Synergistic Catalytic Ozonation Mediated by Dual Active Sites of Oxygen Vacancies and Defects in Biomass-Derived Composites for Long-Lasting Water Decontamination

Environmental decontamination relies on low-cost, sustainable materials to drive diverse catalytic redox reactions. In this work, we used low-cost biomass to develop nanocomposites of N-doped carbon-supported zinc oxide (ZNC400) at a low temperature (400 °C), which exhibited ultrahigh activity in heterogeneous catalytic ozonation (HCO) for organic water decontamination. Our experimental and computational studies revealed the collaborative functions of dual active centers of defective carbons and oxygen vacancies (OVs)-containing zinc oxide (ZnO) at the composite interface for successive ozone (O3) adsorption and catalytic decomposition, respectively. Inspiringly, OVs on ZnO will spontaneously dissociate water molecules (H2O) to form surface hydroxyl groups (–OH) as key intermediates to accelerate O3 decomposition. This synergistic interplay results in the continuous generation of hydroxyl radicals (•OH) and maintains over 90.2% atrazine (ATZ) removal over five successive cycles, endowing ZNC400 with substantial reusability.
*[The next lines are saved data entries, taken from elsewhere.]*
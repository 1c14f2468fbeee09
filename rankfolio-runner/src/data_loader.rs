//! CSV panel loading.
//!
//! Input is long-format CSV with one observation per row. Required columns:
//! `date` (YYYY-MM-DD), `instrument_id`, `close`. Optional: `volume`.
//! Malformed rows are rejected outright with their line number — silently
//! skipping bad market data corrupts every downstream number.

use std::path::Path;

use chrono::NaiveDate;
use serde::Deserialize;
use thiserror::Error;

use rankfolio_core::domain::{PanelError, PriceObservation, PricePanel};

/// Errors from the CSV loading layer.
#[derive(Debug, Error)]
pub enum LoadError {
    #[error("failed to open '{path}': {source}")]
    Io {
        path: String,
        source: std::io::Error,
    },
    #[error("missing required column '{0}' (need date, instrument_id, close)")]
    MissingColumn(&'static str),
    #[error("line {line}: {source}")]
    Malformed { line: u64, source: csv::Error },
    #[error("line {line}: invalid date '{value}' (expected YYYY-MM-DD)")]
    BadDate { line: u64, value: String },
    #[error("invalid panel: {0}")]
    Panel(#[from] PanelError),
    #[error("csv error: {0}")]
    Csv(#[from] csv::Error),
}

#[derive(Debug, Deserialize)]
struct RawRow {
    date: String,
    instrument_id: String,
    close: f64,
    #[serde(default)]
    volume: Option<f64>,
}

/// Parse a panel from CSV text.
pub fn panel_from_csv_str(text: &str) -> Result<PricePanel, LoadError> {
    panel_from_reader(csv::Reader::from_reader(text.as_bytes()))
}

/// Load a panel from a CSV file.
pub fn load_panel(path: &Path) -> Result<PricePanel, LoadError> {
    let file = std::fs::File::open(path).map_err(|source| LoadError::Io {
        path: path.display().to_string(),
        source,
    })?;
    panel_from_reader(csv::Reader::from_reader(std::io::BufReader::new(file)))
}

fn panel_from_reader<R: std::io::Read>(mut reader: csv::Reader<R>) -> Result<PricePanel, LoadError> {
    let headers = reader.headers()?.clone();
    for required in ["date", "instrument_id", "close"] {
        if !headers.iter().any(|h| h == required) {
            return Err(LoadError::MissingColumn(required));
        }
    }

    let mut observations = Vec::new();
    for (i, row) in reader.deserialize::<RawRow>().enumerate() {
        // Header is line 1; the first record is line 2.
        let line = i as u64 + 2;
        let row = row.map_err(|source| LoadError::Malformed { line, source })?;
        let date = NaiveDate::parse_from_str(&row.date, "%Y-%m-%d").map_err(|_| {
            LoadError::BadDate {
                line,
                value: row.date.clone(),
            }
        })?;
        let obs = match row.volume {
            Some(v) => PriceObservation::with_volume(date, row.instrument_id, row.close, v),
            None => PriceObservation::new(date, row.instrument_id, row.close),
        };
        observations.push(obs);
    }
    Ok(PricePanel::from_observations(observations)?)
}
Furthermore, four ATZ degradation pathways were proposed, and the corresponding toxicity was evaluated by the embryonic development of zebrafish in the treated water. Overall, the engineered dual-function catalyst effectively addresses the long-standing issue of poor stability of carbon materials in HCO and offers high-performance, cheap, and green catalysts for advanced water purification.